Looking at the records below, please work out how many lines contain the word "ParamKind" and give the number alone.

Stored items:
++++++++++++++++++++
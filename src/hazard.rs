use ndarray::{array, Array1, ArrayView1};
use serde::{Deserialize, Serialize};
use crate::{
    data::LifetimeData,
    error::{Result, SurvivalError},
};

/// how a parameter maps onto the unconstrained optimization scale
#[derive(Debug, Clone, Copy, PartialEq, Eq, Serialize, Deserialize)]
pub enum ParamKind {
    Positive, // optimized on log scale
    Real,     // optimized as-is
}

/// a hazard h(t) and its integral H(t), plus their gradients in the params
pub trait HazardModel: std::fmt::Debug + Send + Sync {
    fn name(&self) -> &'static str;

    fn param_names(&self) -> &'static [&'static str];

    fn param_kinds(&self) -> &'static [ParamKind];

    fn n_params(&self) -> usize {
        self.param_names().len()
    }

    /// instantaneous failure rate at `t`
    fn hazard(&self, params: ArrayView1<f64>, t: f64) -> f64;

    /// integrated hazard from 0 to `t`
    fn cumulative_hazard(&self, params: ArrayView1<f64>, t: f64) -> f64;

    /// gradient of h(t) w.r.t. the params
    fn hazard_gradient(&self, params: ArrayView1<f64>, t: f64) -> Array1<f64>;

    /// gradient of H(t) w.r.t. the params
    fn cumulative_hazard_gradient(&self, params: ArrayView1<f64>, t: f64) -> Array1<f64>;

    /// starting point for the optimizer
    fn initial_params(&self, data: &LifetimeData) -> Array1<f64>;

    /// ln h(t); a non-positive hazard gives -inf rather than NaN
    fn log_hazard(&self, params: ArrayView1<f64>, t: f64) -> f64 {
        let h = self.hazard(params, t);
        if h > 0.0 {
            h.ln()
        } else {
            f64::NEG_INFINITY
        }
    }

    fn survival(&self, params: ArrayView1<f64>, t: f64) -> f64 {
        (-self.cumulative_hazard(params, t)).exp()
    }

    fn cdf(&self, params: ArrayView1<f64>, t: f64) -> f64 {
        1.0 - self.survival(params, t)
    }

    fn density(&self, params: ArrayView1<f64>, t: f64) -> f64 {
        self.hazard(params, t) * self.survival(params, t)
    }

    fn validate_params(&self, params: ArrayView1<f64>) -> Result<()> {
        if params.len() != self.n_params() {
            return Err(SurvivalError::invalid_dimensions(format!(
                "{} takes {} params, got {}",
                self.name(),
                self.n_params(),
                params.len()
            )));
        }

        for ((&value, name), kind) in params
            .iter()
            .zip(self.param_names())
            .zip(self.param_kinds())
        {
            let ok = match kind {
                ParamKind::Positive => value.is_finite() && value > 0.0,
                ParamKind::Real => value.is_finite(),
            };
            if !ok {
                return Err(SurvivalError::invalid_parameter(*name, value.to_string()));
            }
        }

        Ok(())
    }
}

/// weibull hazard, `H(t) = (t/lambda)^rho`
///
/// params are `[lambda, rho]` (scale, shape). `rho < 1` is a decreasing hazard,
/// `rho = 1` collapses to the exponential, `rho > 1` is wear-out.
#[derive(Debug, Clone, Copy, Default)]
pub struct WeibullHazard;

impl WeibullHazard {
    pub fn new() -> Self {
        Self
    }

    /// time by which a fraction `p` has failed
    pub fn quantile(lambda: f64, rho: f64, p: f64) -> f64 {
        lambda * (-(1.0 - p).ln()).powf(1.0 / rho)
    }

    pub fn median(lambda: f64, rho: f64) -> f64 {
        lambda * std::f64::consts::LN_2.powf(1.0 / rho)
    }

    pub fn mean(lambda: f64, rho: f64) -> f64 {
        lambda * statrs::function::gamma::gamma(1.0 + 1.0 / rho)
    }
}

impl HazardModel for WeibullHazard {
    fn name(&self) -> &'static str {
        "weibull"
    }

    fn param_names(&self) -> &'static [&'static str] {
        &["lambda", "rho"]
    }

    fn param_kinds(&self) -> &'static [ParamKind] {
        &[ParamKind::Positive, ParamKind::Positive]
    }

    fn hazard(&self, params: ArrayView1<f64>, t: f64) -> f64 {
        let (lambda, rho) = (params[0], params[1]);
        rho / lambda * (t / lambda).powf(rho - 1.0)
    }

    fn cumulative_hazard(&self, params: ArrayView1<f64>, t: f64) -> f64 {
        let (lambda, rho) = (params[0], params[1]);
        (t / lambda).powf(rho)
    }

    fn hazard_gradient(&self, params: ArrayView1<f64>, t: f64) -> Array1<f64> {
        let (lambda, rho) = (params[0], params[1]);
        let h = self.hazard(params, t);
        // ln h = ln rho - rho ln lambda + (rho - 1) ln t
        array![-h * rho / lambda, h * (1.0 / rho + (t / lambda).ln())]
    }

    fn cumulative_hazard_gradient(&self, params: ArrayView1<f64>, t: f64) -> Array1<f64> {
        let (lambda, rho) = (params[0], params[1]);
        let big_h = self.cumulative_hazard(params, t);
        array![-big_h * rho / lambda, big_h * (t / lambda).ln()]
    }

    fn initial_params(&self, data: &LifetimeData) -> Array1<f64> {
        // exponential fit as the rho = 1 starting point
        let lambda = data.total_exposure() / data.n_events().max(1) as f64;
        array![lambda, 1.0]
    }
}

/// constant hazard `1/lambda`
#[derive(Debug, Clone, Copy, Default)]
pub struct ExponentialHazard;

impl ExponentialHazard {
    pub fn new() -> Self {
        Self
    }
}

impl HazardModel for ExponentialHazard {
    fn name(&self) -> &'static str {
        "exponential"
    }

    fn param_names(&self) -> &'static [&'static str] {
        &["lambda"]
    }

    fn param_kinds(&self) -> &'static [ParamKind] {
        &[ParamKind::Positive]
    }

    fn hazard(&self, params: ArrayView1<f64>, _t: f64) -> f64 {
        1.0 / params[0]
    }

    fn cumulative_hazard(&self, params: ArrayView1<f64>, t: f64) -> f64 {
        t / params[0]
    }

    fn hazard_gradient(&self, params: ArrayView1<f64>, _t: f64) -> Array1<f64> {
        let lambda = params[0];
        array![-1.0 / (lambda * lambda)]
    }

    fn cumulative_hazard_gradient(&self, params: ArrayView1<f64>, t: f64) -> Array1<f64> {
        let lambda = params[0];
        array![-t / (lambda * lambda)]
    }

    fn initial_params(&self, data: &LifetimeData) -> Array1<f64> {
        array![data.total_exposure() / data.n_events().max(1) as f64]
    }
}

/// linear hazard `h(t) = alpha + beta * t`
///
/// nothing keeps h positive - with a negative slope it crosses zero at `t = -alpha/beta`
/// and an event past that point sends the log-likelihood to -inf
#[derive(Debug, Clone, Copy, Default)]
pub struct LinearHazard;

impl LinearHazard {
    pub fn new() -> Self {
        Self
    }
}

impl HazardModel for LinearHazard {
    fn name(&self) -> &'static str {
        "linear"
    }

    fn param_names(&self) -> &'static [&'static str] {
        &["alpha", "beta"]
    }

    fn param_kinds(&self) -> &'static [ParamKind] {
        &[ParamKind::Real, ParamKind::Real]
    }

    fn hazard(&self, params: ArrayView1<f64>, t: f64) -> f64 {
        params[0] + params[1] * t
    }

    fn cumulative_hazard(&self, params: ArrayView1<f64>, t: f64) -> f64 {
        params[0] * t + 0.5 * params[1] * t * t
    }

    fn hazard_gradient(&self, _params: ArrayView1<f64>, t: f64) -> Array1<f64> {
        array![1.0, t]
    }

    fn cumulative_hazard_gradient(&self, _params: ArrayView1<f64>, t: f64) -> Array1<f64> {
        array![t, 0.5 * t * t]
    }

    fn initial_params(&self, data: &LifetimeData) -> Array1<f64> {
        // flat hazard at the crude event rate
        let rate = data.n_events().max(1) as f64 / data.total_exposure();
        array![rate, 0.0]
    }
}

/// largest `|dH/dt - h(t)|` over `times`, dH/dt by central difference
///
/// `step` is relative to `t`; a consistent model comes back at round-off level
pub fn check_hazard_identity<M: HazardModel + ?Sized>(
    model: &M,
    params: ArrayView1<f64>,
    times: &[f64],
    step: f64,
) -> Result<f64> {
    model.validate_params(params)?;

    if !(step > 0.0 && step.is_finite()) {
        return Err(SurvivalError::invalid_parameter("step", step.to_string()));
    }

    let mut max_error = 0.0_f64;
    for &t in times {
        if !(t > 0.0 && t.is_finite()) {
            return Err(SurvivalError::invalid_parameter("t", t.to_string()));
        }

        let dt = step * t.max(1.0);
        let lo = (t - dt).max(t * 0.5);
        let hi = t + dt;
        let derivative =
            (model.cumulative_hazard(params, hi) - model.cumulative_hazard(params, lo)) / (hi - lo);

        max_error = max_error.max((derivative - model.hazard(params, t)).abs());
    }

    Ok(max_error)
}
++++++++++++++++++++
» RESPONSE
10